Answer with one number only: how many lines in this material contain the word "database"?
-------------------------
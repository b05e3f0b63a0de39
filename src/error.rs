// src/error.rs

//! Unified error handling for the synchronizer.

use std::fmt;
use std::path::{Path, PathBuf};

use thiserror::Error;

/// Result type alias for synchronizer operations.
pub type Result<T> = std::result::Result<T, AppError>;

/// Unified application error type.
#[derive(Error, Debug)]
pub enum AppError {
    /// I/O operation failed
    #[error("I/O error: {0}")]
    Io(#[from] std::io::Error),

    /// HTTP request failed
    #[error("HTTP error: {0}")]
    Http(#[from] reqwest::Error),

    /// JSON serialization/deserialization failed
    #[error("JSON error: {0}")]
    Json(#[from] serde_json::Error),

    /// TOML parsing failed
    #[error("TOML parse error: {0}")]
    Toml(#[from] toml::de::Error),

    /// TOML serialization failed
    #[error("TOML serialize error: {0}")]
    TomlSerialize(#[from] toml::ser::Error),

    /// URL parsing failed
    #[error("URL parse error: {0}")]
    Url(#[from] url::ParseError),

    /// Browser cookie database could not be read
    #[error("Cookie database error: {0}")]
    Sqlite(#[from] rusqlite::Error),

    /// Manifest exists on disk but is not a well-formed document
    #[error("Corrupt manifest {path}: {message}")]
    CorruptManifest { path: PathBuf, message: String },

    /// Directory or file creation/write failed
    #[error("Filesystem error at {path}: {source}")]
    Filesystem {
        path: PathBuf,
        #[source]
        source: std::io::Error,
    },

    /// Course page has no forum/announcements link
    #[error("No forum link found for course {course}")]
    MissingForumLink { course: String },

    /// Page fetch failed (transport error or non-success status)
    #[error("Fetch failed for {url}: {message}")]
    Fetch { url: String, message: String },

    /// CSS selector parsing failed
    #[error("Invalid selector '{selector}': {message}")]
    Selector { selector: String, message: String },

    /// Configuration error
    #[error("Configuration error: {0}")]
    Config(String),

    /// Data validation error
    #[error("Validation error: {0}")]
    Validation(String),

    /// Browser session could not be created
    #[error("Session error: {0}")]
    Session(String),
}

impl AppError {
    /// Create a corrupt manifest error.
    pub fn corrupt_manifest(path: impl AsRef<Path>, message: impl fmt::Display) -> Self {
        Self::CorruptManifest {
            path: path.as_ref().to_path_buf(),
            message: message.to_string(),
        }
    }

    /// Wrap an I/O error with the path it happened at.
    pub fn filesystem(path: impl AsRef<Path>, source: std::io::Error) -> Self {
        Self::Filesystem {
            path: path.as_ref().to_path_buf(),
            source,
        }
    }

    /// Create a missing forum link error.
    pub fn missing_forum_link(course: impl Into<String>) -> Self {
        Self::MissingForumLink {
            course: course.into(),
        }
    }

    /// Create a fetch error.
    pub fn fetch(url: impl Into<String>, message: impl fmt::Display) -> Self {
        Self::Fetch {
            url: url.into(),
            message: message.to_string(),
        }
    }

    /// Create a selector parsing error.
    pub fn selector(selector: impl Into<String>, message: impl fmt::Display) -> Self {
        Self::Selector {
            selector: selector.into(),
            message: message.to_string(),
        }
    }

    /// Create a configuration error.
    pub fn config(message: impl Into<String>) -> Self {
        Self::Config(message.into())
    }

    /// Create a validation error.
    pub fn validation(message: impl Into<String>) -> Self {
        Self::Validation(message.into())
    }

    /// Create a session error.
    pub fn session(message: impl Into<String>) -> Self {
        Self::Session(message.into())
    }

    /// Whether this error must abort the whole run rather than a single course.
    pub fn is_fatal(&self) -> bool {
        matches!(self, Self::CorruptManifest { .. })
    }
}

/// Extension for attaching a path to raw I/O results.
pub trait IoContext<T> {
    fn at_path(self, path: impl AsRef<Path>) -> Result<T>;
}

impl<T> IoContext<T> for std::io::Result<T> {
    fn at_path(self, path: impl AsRef<Path>) -> Result<T> {
        self.map_err(|e| AppError::filesystem(path, e))
    }
}
//! reqwest-backed [`ContentFetcher`].

use std::path::{Path, PathBuf};
use std::sync::Arc;
use std::time::Duration;

use async_trait::async_trait;
use reqwest::cookie::Jar;
use reqwest::header::{CONNECTION, CONTENT_DISPOSITION, HeaderMap, HeaderValue};
use reqwest::{Client, Response};
use tokio::io::AsyncWriteExt;
use url::Url;

use crate::error::{AppError, IoContext, Result};
use crate::fetcher::{ContentFetcher, SessionCookie};
use crate::models::Config;
use crate::utils::{disposition_file_name, fallback_file_name};

/// HTTP client carrying the portal session cookies.
#[derive(Debug, Clone)]
pub struct PortalClient {
    client: Client,
    page_timeout: Duration,
    download_timeout: Duration,
    fallback_name: String,
}

impl PortalClient {
    /// Build a client whose cookie jar holds `cookies` for the portal host.
    pub fn new(config: &Config, cookies: &[SessionCookie]) -> Result<Self> {
        let portal = Url::parse(&config.portal.courses_url)?;
        let jar = Arc::new(Jar::default());
        for cookie in cookies {
            jar.add_cookie_str(&cookie.header_value(), &portal);
        }

        let mut headers = HeaderMap::new();
        headers.insert(CONNECTION, HeaderValue::from_static("keep-alive"));

        let client = Client::builder()
            .user_agent(&config.fetcher.user_agent)
            .default_headers(headers)
            .cookie_provider(jar)
            .build()?;

        Ok(Self {
            client,
            page_timeout: Duration::from_secs(config.fetcher.page_timeout_secs),
            download_timeout: Duration::from_secs(config.fetcher.download_timeout_secs),
            fallback_name: config.sync.fallback_file_name.clone(),
        })
    }

    async fn send(&self, url: &str, timeout: Duration) -> Result<Response> {
        let response = self
            .client
            .get(url)
            .timeout(timeout)
            .send()
            .await
            .map_err(|e| AppError::fetch(url, e))?;
        let status = response.status();
        if !status.is_success() {
            return Err(AppError::fetch(url, format!("HTTP {status}")));
        }
        Ok(response)
    }

    /// Stream a response body into `dir`, via a `.part` file renamed on completion.
    async fn save(&self, url: &str, mut response: Response, dir: &Path) -> Result<PathBuf> {
        let name = response
            .headers()
            .get(CONTENT_DISPOSITION)
            .and_then(|v| v.to_str().ok())
            .and_then(disposition_file_name)
            .unwrap_or_else(|| {
                log::warn!("No file name offered for {url}, using a fallback name");
                fallback_file_name(&self.fallback_name, url)
            });

        let path = dir.join(&name);
        let part = dir.join(format!("{name}.part"));
        if let Err(e) = Self::stream_into(url, &mut response, &part).await {
            let _ = tokio::fs::remove_file(&part).await;
            return Err(e);
        }

        tokio::fs::rename(&part, &path).await.at_path(&path)?;
        Ok(path)
    }

    async fn stream_into(url: &str, response: &mut Response, part: &Path) -> Result<()> {
        let mut file = tokio::fs::File::create(part).await.at_path(part)?;
        while let Some(chunk) = response
            .chunk()
            .await
            .map_err(|e| AppError::fetch(url, e))?
        {
            file.write_all(&chunk).await.at_path(part)?;
        }
        file.flush().await.at_path(part)?;
        Ok(())
    }
}

#[async_trait]
impl ContentFetcher for PortalClient {
    async fn login(&self, url: &str) -> Result<Vec<u8>> {
        let response = self.send(url, self.page_timeout).await?;
        if response.url().path().contains("/login") {
            return Err(AppError::session(format!(
                "Portal redirected to {}; the browser session has expired",
                response.url()
            )));
        }
        let bytes = response.bytes().await.map_err(|e| AppError::fetch(url, e))?;
        Ok(bytes.to_vec())
    }

    async fn get(&self, url: &str) -> Result<Vec<u8>> {
        let response = self.send(url, self.page_timeout).await?;
        let bytes = response.bytes().await.map_err(|e| AppError::fetch(url, e))?;
        Ok(bytes.to_vec())
    }

    async fn download(&self, url: &str, dir: &Path) -> Option<PathBuf> {
        let result = match self.send(url, self.download_timeout).await {
            Ok(response) => self.save(url, response, dir).await,
            Err(e) => Err(e),
        };
        match result {
            Ok(path) => Some(path),
            Err(e) => {
                log::warn!("Download skipped: {e}");
                None
            }
        }
    }
}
-------------------------
> _Response below_: 2